A self-described “Christian-libertarian-environmentalist-lunatic-beyond-organic farmer,” Salatin promotes six principles he believes every farmer should follow: order, forgiveness, peace, relationships, honesty, humility and healing. These principles develop a peaceful, beautiful environment and a food system consumers can appreciate.
So, apparently the ideas of “peace” and “healing” involve slaughtering animals based on something in scripture and then selling it as happy meat.
“I’m in the healing industry,” Salatin said. In his opinion, healing is one of the most important and enjoyable aspects of farming, meant to nurture the land and livestock with the utmost care and respect. His ultimate goal is not to increase productivity and efficiency, but to “make an animal sanctuary.”

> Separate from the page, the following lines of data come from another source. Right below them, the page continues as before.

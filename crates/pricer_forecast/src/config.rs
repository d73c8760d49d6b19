//! Engine configuration.
//!
//! Every field has a default, so an empty TOML table is a valid
//! configuration:
//!
//! ```toml
//! volatility_pct = 20.0
//! horizon_days = 365
//! simulations = 10000
//! workers = 8
//! max_simulations = 5000000
//! max_workers = 8
//! run_interval_secs = 300
//! batch_size = 5000
//! data_dir = "data"
//! # batch_timeout_secs = 30
//! # seed = 42
//! ```

use crate::batch::DEFAULT_BATCH_SIZE;
use crate::request::SimulationRequest;
use serde::{Deserialize, Serialize};
use std::path::{Path, PathBuf};
use std::time::Duration;
use thiserror::Error;

/// Default ceiling on simulations per run.
pub const DEFAULT_MAX_SIMULATIONS: usize = 5_000_000;

/// Lowest default for `max_workers`, whatever the CPU count.
const MIN_DEFAULT_MAX_WORKERS: usize = 8;

/// Engine configuration errors.
#[derive(Debug, Error)]
pub enum ConfigError {
    /// A numeric field is zero, negative or not finite.
    #[error("Invalid engine setting '{field}': {message}")]
    InvalidValue {
        /// Offending field.
        field: &'static str,
        /// Description of the problem.
        message: String,
    },

    /// The configuration file could not be read or parsed.
    #[error("Configuration file error: {0}")]
    FileError(String),
}

impl ConfigError {
    fn invalid(field: &'static str, message: impl Into<String>) -> Self {
        Self::InvalidValue {
            field,
            message: message.into(),
        }
    }
}

/// Settings consumed by [`ForecastEngine`](crate::ForecastEngine).
#[derive(Clone, Debug, PartialEq, Serialize, Deserialize)]
#[serde(default)]
pub struct EngineConfig {
    /// Total-horizon volatility in percent (20.0 for 20%).
    pub volatility_pct: f64,
    /// Forecast horizon in days.
    pub horizon_days: u32,
    /// Simulations per run.
    pub simulations: usize,
    /// Worker threads per run.
    pub workers: usize,
    /// Largest simulation count a request may ask for.
    pub max_simulations: usize,
    /// Size of the shared worker pool; no request may ask for more.
    pub max_workers: usize,
    /// Seconds between scheduled runs.
    pub run_interval_secs: u64,
    /// Paths per batch.
    pub batch_size: usize,
    /// Root directory of the run log.
    pub data_dir: PathBuf,
    /// Per-batch timeout; unset means no limit.
    pub batch_timeout_secs: Option<u64>,
    /// Base seed; unset draws a fresh one per run.
    pub seed: Option<u64>,
}

impl Default for EngineConfig {
    fn default() -> Self {
        Self {
            volatility_pct: 20.0,
            horizon_days: 365,
            simulations: 10_000,
            workers: num_cpus::get(),
            max_simulations: DEFAULT_MAX_SIMULATIONS,
            max_workers: num_cpus::get().max(MIN_DEFAULT_MAX_WORKERS),
            run_interval_secs: 300,
            batch_size: DEFAULT_BATCH_SIZE,
            data_dir: PathBuf::from("data"),
            batch_timeout_secs: None,
            seed: None,
        }
    }
}

impl EngineConfig {
    /// Parses a TOML document and validates it.
    pub fn from_toml_str(content: &str) -> Result<Self, ConfigError> {
        let config: Self = toml::from_str(content)
            .map_err(|e| ConfigError::FileError(format!("Failed to parse TOML: {}", e)))?;
        config.validate()?;
        Ok(config)
    }

    /// Loads and validates a TOML file.
    pub fn from_file(path: impl AsRef<Path>) -> Result<Self, ConfigError> {
        let content = std::fs::read_to_string(path.as_ref())
            .map_err(|e| ConfigError::FileError(format!("Failed to read config file: {}", e)))?;
        Self::from_toml_str(&content)
    }

    /// Rejects non-positive values and defaults above their limits.
    pub fn validate(&self) -> Result<(), ConfigError> {
        if !(self.volatility_pct.is_finite() && self.volatility_pct > 0.0) {
            return Err(ConfigError::invalid(
                "volatility_pct",
                format!("must be positive, got {}", self.volatility_pct),
            ));
        }
        let counts = [
            ("horizon_days", self.horizon_days as u64),
            ("simulations", self.simulations as u64),
            ("workers", self.workers as u64),
            ("max_simulations", self.max_simulations as u64),
            ("max_workers", self.max_workers as u64),
            ("run_interval_secs", self.run_interval_secs),
            ("batch_size", self.batch_size as u64),
        ];
        for (field, value) in counts {
            if value == 0 {
                return Err(ConfigError::invalid(field, "must be at least 1"));
            }
        }
        if self.simulations > self.max_simulations {
            return Err(ConfigError::invalid(
                "simulations",
                format!("must not exceed max_simulations ({})", self.max_simulations),
            ));
        }
        if self.workers > self.max_workers {
            return Err(ConfigError::invalid(
                "workers",
                format!("must not exceed max_workers ({})", self.max_workers),
            ));
        }
        if self.batch_timeout_secs == Some(0) {
            return Err(ConfigError::invalid("batch_timeout_secs", "must be at least 1"));
        }
        Ok(())
    }

    /// Request used by scheduled runs and lazy first reads.
    pub fn default_request(&self) -> SimulationRequest {
        SimulationRequest::new(
            self.volatility_pct / 100.0,
            self.horizon_days,
            self.simulations,
            self.workers,
        )
    }

    /// Scheduler period.
    pub fn run_interval(&self) -> Duration {
        Duration::from_secs(self.run_interval_secs)
    }

    /// Per-batch timeout as a [`Duration`].
    pub fn batch_timeout(&self) -> Option<Duration> {
        self.batch_timeout_secs.map(Duration::from_secs)
    }
}

#[cfg(test)]
mod tests {
    use super::*;
    use approx::assert_relative_eq;

    #[test]
    fn test_defaults_are_valid() {
        let config = EngineConfig::default();
        assert!(config.validate().is_ok());
        assert_eq!(config.horizon_days, 365);
        assert_eq!(config.batch_size, 5_000);
        assert!(config.workers >= 1);
    }

    #[test]
    fn test_partial_toml_uses_defaults() {
        let config = EngineConfig::from_toml_str("simulations = 2000\nseed = 7\n").unwrap();
        assert_eq!(config.simulations, 2_000);
        assert_eq!(config.seed, Some(7));
        assert_eq!(config.run_interval_secs, 300);
    }

    #[test]
    fn test_rejects_zero_values() {
        let err = EngineConfig::from_toml_str("batch_size = 0").unwrap_err();
        assert!(err.to_string().contains("batch_size"));

        let err = EngineConfig::from_toml_str("volatility_pct = -5.0").unwrap_err();
        assert!(err.to_string().contains("volatility_pct"));
    }

    #[test]
    fn test_defaults_within_limits() {
        let config = EngineConfig::default();
        assert!(config.workers <= config.max_workers);
        assert!(config.simulations <= config.max_simulations);
    }

    #[test]
    fn test_rejects_defaults_above_limits() {
        let err = EngineConfig::from_toml_str("workers = 6\nmax_workers = 4").unwrap_err();
        assert!(err.to_string().contains("max_workers (4)"));

        let err = EngineConfig::from_toml_str("simulations = 2000\nmax_simulations = 1000").unwrap_err();
        assert!(matches!(err, ConfigError::InvalidValue { field: "simulations", .. }));
    }

    #[test]
    fn test_default_request_converts_percent() {
        let config = EngineConfig {
            volatility_pct: 35.0,
            workers: 3,
            ..EngineConfig::default()
        };
        let request = config.default_request();
        assert_relative_eq!(request.volatility, 0.35);
        assert_eq!(request.workers, 3);
        assert_eq!(request.start_price, None);
    }

    #[test]
    fn test_from_missing_file() {
        let err = EngineConfig::from_file("/nonexistent/engine.toml").unwrap_err();
        assert!(matches!(err, ConfigError::FileError(_)));
    }
}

Dude, if you want to build an animal sanctuary, build a place where animals, you know, have sanctuary.
If he was just promoting happy meat, that probably wouldn’t even be worth mentioning here. But Salatin’s assertion that what he provides for animals is “sanctuary” is offensive to the truly compassionate people that run actual animal sanctuaries, the people that do what they do for the animals and not for the financial benefit that comes from their death.
I think I’ll close with this quote from Salatin, a question he should ask himself a little more carefully:
“There is a respectful, righteous way and an evil way to produce — which one are we feeding?” Salatin asked.